* **Problem requirements**
This exercise calls for every record to be set down again, exactly and in full.

Stored items
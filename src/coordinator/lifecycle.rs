//! Run modes: one cycle, forever, reset.

use std::sync::Arc;
use std::time::Instant;

use tokio_util::sync::CancellationToken;
use tracing::{error, info, warn};

use super::pipeline::Pipeline;
use super::{PipelineState, RunSummary, SyncError, SyncOrchestrator};

impl SyncOrchestrator {
    /// One pass of every pipeline, both directions concurrently.
    ///
    /// Failures are collected per pipeline; siblings always run to completion.
    #[tracing::instrument(skip_all)]
    pub async fn sync_once(&self, cancel: &CancellationToken) -> RunSummary {
        let started = Instant::now();
        let _running = self.run_lock.clone().read_owned().await;

        let handles: Vec<_> = self
            .pipelines
            .iter()
            .map(|pipeline| {
                let pipeline = Arc::clone(pipeline);
                let cancel = cancel.clone();
                (pipeline.id(), tokio::spawn(async move { pipeline.run_pass(&cancel).await }))
            })
            .collect();

        let mut summary = RunSummary::default();
        for (id, handle) in handles {
            match handle.await {
                Ok(Ok(report)) => summary.passes.push(report),
                Ok(Err(e)) => summary.failures.push((id, e)),
                Err(join) => {
                    error!(pipeline = %id, error = %join, "Pipeline task aborted");
                    summary.failures.push((id, SyncError::Aborted(join.to_string())));
                }
            }
        }
        summary.elapsed = started.elapsed();

        info!(
            applied = summary.applied(),
            failed_records = summary.failed_records(),
            failed_pipelines = summary.failures.len(),
            "Took {:.3} seconds",
            summary.elapsed.as_secs_f64()
        );
        summary
    }

    /// Run every pipeline in its own loop until `cancel` fires.
    ///
    /// Each pipeline sleeps `interval` after its own pass; a failed pipeline
    /// is retried on its next interval while the others keep going.
    #[tracing::instrument(skip_all)]
    pub async fn sync_forever(&self, cancel: &CancellationToken) {
        let interval = self.config.pass_interval();
        info!(?interval, pipelines = self.pipelines.len(), "Starting continuous sync");

        let handles: Vec<_> = self
            .pipelines
            .iter()
            .map(|pipeline| {
                let pipeline = Arc::clone(pipeline);
                let run_lock = Arc::clone(&self.run_lock);
                let cancel = cancel.clone();
                tokio::spawn(async move {
                    loop {
                        if cancel.is_cancelled() {
                            break;
                        }
                        run_one(&pipeline, &run_lock, &cancel).await;

                        match interval {
                            Some(pause) => {
                                tokio::select! {
                                    _ = cancel.cancelled() => break,
                                    _ = tokio::time::sleep(pause) => {}
                                }
                            }
                            None => tokio::task::yield_now().await,
                        }
                    }
                })
            })
            .collect();

        for handle in handles {
            if let Err(e) = handle.await {
                error!(error = %e, "Pipeline loop aborted");
            }
        }
        info!("Continuous sync stopped");
    }

    /// Delete every checkpoint so the next pass of each pipeline is a full sync.
    ///
    /// Only allowed while every pipeline is idle.
    pub async fn reset(&self) -> Result<(), SyncError> {
        let _exclusive = self.run_lock.try_write().map_err(|_| SyncError::NotIdle)?;
        // Held until the clear completes; a pass queued behind it sees no checkpoints at all
        self.checkpoints.clear().await.map_err(SyncError::Checkpoint)?;
        for pipeline in &self.pipelines {
            pipeline.set_state(PipelineState::Idle);
        }
        info!("Checkpoints reset; next pass will be a full sync");
        Ok(())
    }
}

async fn run_one(pipeline: &Pipeline, run_lock: &Arc<tokio::sync::RwLock<()>>, cancel: &CancellationToken) {
    let _running = run_lock.read().await;
    match pipeline.run_pass(cancel).await {
        Ok(report) if report.cancelled => info!(pipeline = %pipeline.id(), "Pass cancelled"),
        Ok(_) => {}
        Err(e) => warn!(
            pipeline = %pipeline.id(),
            shards = %pipeline.shards(),
            error = %e,
            "Pipeline failed, retrying next interval"
        ),
    }
}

* **Output**
filename src/coordinator/lifecycle.rs
//! Run modes: one cycle, forever, reset.

use std::sync::Arc;
use std::time::Instant;

use tokio_util::sync::CancellationToken;
use tracing::{error, info, warn};

use super::pipeline::Pipeline;
use super::{PipelineState, RunSummary, SyncError, SyncOrchestrator};

impl SyncOrchestrator {
    /// One pass of every pipeline, both directions concurrently.
    ///
    /// Failures are collected per pipeline; siblings always run to completion.
    #[tracing::instrument(skip_all)]
    pub async fn sync_once(&self, cancel: &CancellationToken) -> RunSummary {
        let started = Instant::now();
        let _running = self.run_lock.clone().read_owned().await;

        let handles: Vec<_> = self
            .pipelines
            .iter()
            .map(|pipeline| {
                let pipeline = Arc::clone(pipeline);
                let cancel = cancel.clone();
                (pipeline.id(), tokio::spawn(async move { pipeline.run_pass(&cancel).await }))
            })
            .collect();

        let mut summary = RunSummary::default();
        for (id, handle) in handles {
            match handle.await {
                Ok(Ok(report)) => summary.passes.push(report),
                Ok(Err(e)) => summary.failures.push((id, e)),
                Err(join) => {
                    error!(pipeline = %id, error = %join, "Pipeline task aborted");
                    summary.failures.push((id, SyncError::Aborted(join.to_string())));
                }
            }
        }
        summary.elapsed = started.elapsed();

        info!(
            applied = summary.applied(),
            failed_records = summary.failed_records(),
            failed_pipelines = summary.failures.len(),
            "Took {:.3} seconds",
            summary.elapsed.as_secs_f64()
        );
        summary
    }

    /// Run every pipeline in its own loop until `cancel` fires.
    ///
    /// Each pipeline sleeps `interval` after its own pass; a failed pipeline
    /// is retried on its next interval while the others keep going.
    #[tracing::instrument(skip_all)]
    pub async fn sync_forever(&self, cancel: &CancellationToken) {
        let interval = self.config.pass_interval();
        info!(?interval, pipelines = self.pipelines.len(), "Starting continuous sync");

        let handles: Vec<_> = self
            .pipelines
            .iter()
            .map(|pipeline| {
                let pipeline = Arc::clone(pipeline);
                let run_lock = Arc::clone(&self.run_lock);
                let cancel = cancel.clone();
                tokio::spawn(async move {
                    loop {
                        if cancel.is_cancelled() {
                            break;
                        }
                        run_one(&pipeline, &run_lock, &cancel).await;

                        match interval {
                            Some(pause) => {
                                tokio::select! {
                                    _ = cancel.cancelled() => break,
                                    _ = tokio::time::sleep(pause) => {}
                                }
                            }
                            None => tokio::task::yield_now().await,
                        }
                    }
                })
            })
            .collect();

        for handle in handles {
            if let Err(e) = handle.await {
                error!(error = %e, "Pipeline loop aborted");
            }
        }
        info!("Continuous sync stopped");
    }

    /// Delete every checkpoint so the next pass of each pipeline is a full sync.
    ///
    /// Only allowed while every pipeline is idle.
    pub async fn reset(&self) -> Result<(), SyncError> {
        let _exclusive = self.run_lock.try_write().map_err(|_| SyncError::NotIdle)?;
        // Held until the clear completes; a pass queued behind it sees no checkpoints at all
        self.checkpoints.clear().await.map_err(SyncError::Checkpoint)?;
        for pipeline in &self.pipelines {
            pipeline.set_state(PipelineState::Idle);
        }
        info!("Checkpoints reset; next pass will be a full sync");
        Ok(())
    }
}

async fn run_one(pipeline: &Pipeline, run_lock: &Arc<tokio::sync::RwLock<()>>, cancel: &CancellationToken) {
    let _running = run_lock.read().await;
    match pipeline.run_pass(cancel).await {
        Ok(report) if report.cancelled => info!(pipeline = %pipeline.id(), "Pass cancelled"),
        Ok(_) => {}
        Err(e) => warn!(
            pipeline = %pipeline.id(),
            shards = %pipeline.shards(),
            error = %e,
            "Pipeline failed, retrying next interval"
        ),
    }
}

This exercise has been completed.